In fact, Australia has a rich tradition of rule breaking women, particularly in the political and suffrage arenas lead by the likes of Edith Cowan – our first woman elected to parliament. Suffragettes were more than just groundbreakers though. They fought for women to be granted every aspect of equality, both politically, democratically and in their access to education. Indeed, Edith Cowan was a considerable force in children’s advocacy as well at a tie when children were legally and socially considered possessions.

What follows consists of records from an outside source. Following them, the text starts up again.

use super::Layer;
use crate::error::{Error, Result};
use crate::tensor::{constant, Scalar};

use ndarray::{Array1, Array2, Axis};
use rand::Rng;
use rand_distr::{Distribution, StandardNormal};

/// Fully connected layer computing `input . weights + bias`.
///
/// Weights are laid out `[in_features, out_features]` so the forward pass needs
/// no transpose; the bias is a `[1, out_features]` row broadcast over the batch.
#[derive(Debug, Clone)]
pub struct Dense<T: Scalar> {
    pub weights: Array2<T>,
    pub bias: Array2<T>,
    pub weights_grad: Array2<T>,
    pub bias_grad: Array2<T>,
    input: Option<Array2<T>>,
}

impl<T: Scalar> Dense<T> {
    pub fn new(in_features: usize, out_features: usize) -> Self {
        Self::with_rng(in_features, out_features, &mut rand::thread_rng())
    }

    /// Weights drawn from `0.01 * N(0, 1)`, biases start at zero.
    pub fn with_rng<R: Rng + ?Sized>(in_features: usize, out_features: usize, rng: &mut R) -> Self {
        let scale = constant::<T>(0.01);
        let weights = Array2::from_shape_fn((in_features, out_features), |_| {
            let z: f64 = StandardNormal.sample(&mut *rng);
            scale * constant(z)
        });
        let bias = Array2::zeros((1, out_features));

        Self {
            weights_grad: Array2::zeros((in_features, out_features)),
            bias_grad: Array2::zeros((1, out_features)),
            weights,
            bias,
            input: None,
        }
    }

    pub fn from_weights(weights: Array2<T>, bias: Array2<T>) -> Result<Self> {
        let out_features = weights.ncols();
        if bias.shape() != [1, out_features] {
            return Err(Error::shape("dense bias", &[1, out_features], bias.shape()));
        }

        Ok(Self {
            weights_grad: Array2::zeros(weights.raw_dim()),
            bias_grad: Array2::zeros(bias.raw_dim()),
            weights,
            bias,
            input: None,
        })
    }

    /// Builds a layer from one weight row per neuron (`[neurons, inputs]`)
    /// and one bias per neuron.
    pub fn from_neuron_weights(neurons: &[Vec<T>], bias: &[T]) -> Result<Self> {
        let inputs = neurons.first().map_or(0, Vec::len);
        if let Some(row) = neurons.iter().find(|row| row.len() != inputs) {
            return Err(Error::shape("dense neuron weights", &[inputs], &[row.len()]));
        }
        if bias.len() != neurons.len() {
            return Err(Error::shape("dense bias", &[neurons.len()], &[bias.len()]));
        }

        let flat: Vec<T> = neurons.iter().flatten().copied().collect();
        let weights = Array2::from_shape_vec((neurons.len(), inputs), flat)?.reversed_axes();
        let bias = Array1::from(bias.to_vec()).insert_axis(Axis(0));

        Self::from_weights(weights, bias)
    }

    /// Transforms a single sample without touching the backward cache.
    pub fn forward_sample(&self, input: &Array1<T>) -> Result<Array1<T>> {
        if input.len() != self.in_features() {
            return Err(Error::shape("dense forward", &[self.in_features()], &[input.len()]));
        }
        Ok(input.dot(&self.weights) + &self.bias.row(0))
    }

    /// Batch forward pass that leaves the backward cache untouched.
    pub fn forward_batch(&self, input: &Array2<T>) -> Result<Array2<T>> {
        if input.ncols() != self.in_features() {
            return Err(Error::shape(
                "dense forward",
                &[input.nrows(), self.in_features()],
                input.shape(),
            ));
        }
        Ok(input.dot(&self.weights) + &self.bias)
    }

    pub fn in_features(&self) -> usize {
        self.weights.nrows()
    }

    pub fn out_features(&self) -> usize {
        self.weights.ncols()
    }

    pub fn parameter_count(&self) -> usize {
        self.weights.len() + self.bias.len()
    }

    pub fn is_finite(&self) -> bool {
        self.weights.iter().chain(self.bias.iter()).all(|x| x.is_finite())
    }
}

impl<T: Scalar> Layer<T> for Dense<T> {
    fn forward(&mut self, input: &Array2<T>) -> Result<Array2<T>> {
        let output = self.forward_batch(input)?;
        self.input = Some(input.clone());
        Ok(output)
    }

    fn backward(&mut self, upstream_grad: &Array2<T>) -> Result<Array2<T>> {
        let input = self.input.as_ref().ok_or(Error::MissingForward("dense"))?;
        let expected = [input.nrows(), self.out_features()];
        if upstream_grad.shape() != expected {
            return Err(Error::shape("dense backward", &expected, upstream_grad.shape()));
        }

        self.weights_grad = input.t().dot(upstream_grad);
        self.bias_grad = upstream_grad.sum_axis(Axis(0)).insert_axis(Axis(0));

        Ok(upstream_grad.dot(&self.weights.t()))
    }
}
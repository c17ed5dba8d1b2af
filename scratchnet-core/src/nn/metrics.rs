use super::loss::Targets;
use crate::error::{Error, Result};
use crate::tensor::{argmax_rows, batch_len, Scalar};

use ndarray::Array2;

/// Fraction of samples whose highest-probability class is the true class.
pub fn accuracy<T: Scalar>(y_pred: &Array2<T>, targets: &Targets<T>) -> Result<T> {
    if y_pred.nrows() == 0 {
        return Err(Error::EmptyBatch("accuracy"));
    }
    if targets.len() != y_pred.nrows() {
        return Err(Error::shape("accuracy", &[y_pred.nrows()], &[targets.len()]));
    }

    let predicted = argmax_rows(&y_pred.view());
    let correct = predicted
        .iter()
        .zip(targets.indices().iter())
        .filter(|(p, t)| p == t)
        .count();

    Ok(batch_len::<T>(correct) / batch_len::<T>(y_pred.nrows()))
}
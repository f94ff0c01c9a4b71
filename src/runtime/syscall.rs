use crate::runtime::blueprint::NodeIndex;

/// Lets a node steer its token through the engine.
pub trait Syscall: Send + Sync {
    /// Continue with the given node.
    fn jump(&mut self, target: NodeIndex);

    /// Suspend the token until a later event re-enters the node.
    fn wait(&mut self);

    /// End the current token.
    fn terminate(&mut self);
}
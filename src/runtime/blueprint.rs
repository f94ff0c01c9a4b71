use crate::variables::VariableDefinition;
use serde::{Serialize, Deserialize};
use serde_json::Value;

pub type NodeIndex = usize;

/// Compiled process definition (serializable intermediate form).
#[derive(Debug, Clone, Serialize, Deserialize)]
pub struct Blueprint {
    pub id: String,
    pub name: String,
    pub nodes: Vec<BlueprintNode>,
    pub start_index: NodeIndex,
    #[serde(default)]
    pub variables: Vec<VariableDefinition>,
    #[serde(default)]
    pub swimlanes: Vec<SwimlaneDefinition>,
}

impl Blueprint {
    pub fn variable(&self, name: &str) -> Option<&VariableDefinition> {
        self.variables.iter().find(|v| v.name == name)
    }

    pub fn swimlane(&self, name: &str) -> Option<&SwimlaneDefinition> {
        self.swimlanes.iter().find(|s| s.name == name)
    }
}

/// Node configuration handed to `NodeDefinition::prepare` when the node is loaded.
#[derive(Debug, Clone, Serialize, Deserialize)]
pub struct BlueprintNode {
    pub id: String,
    /// Node type name (e.g. "start", "multi_task")
    pub kind: String,
    /// Parameters, including jump targets resolved by the compiler (e.g. "next": 1)
    pub params: Value,
}

/// Named role whose executor is resolved per process instance.
#[derive(Debug, Clone, Serialize, Deserialize, PartialEq)]
pub struct SwimlaneDefinition {
    pub name: String,
    /// Executor identity used when no process variable initializes the swimlane.
    #[serde(default, skip_serializing_if = "Option::is_none")]
    pub initializer: Option<String>,
}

In 1894 Cowan founded the Karrakatta Club, with the aim of encouraging women to “educated themselves for the kind of life they believed they ought to be able to take.” The organisation was instrumental in the suffrage campaigns of the late nineteenth century; South Australia became the first place in the world where women were allowed to vote, and following Federation in 1901 the rest of the country followed suit at both a state and federal level. Importantly, the movement was able to achieve their objectives peacefully and legally, and had many male supporters.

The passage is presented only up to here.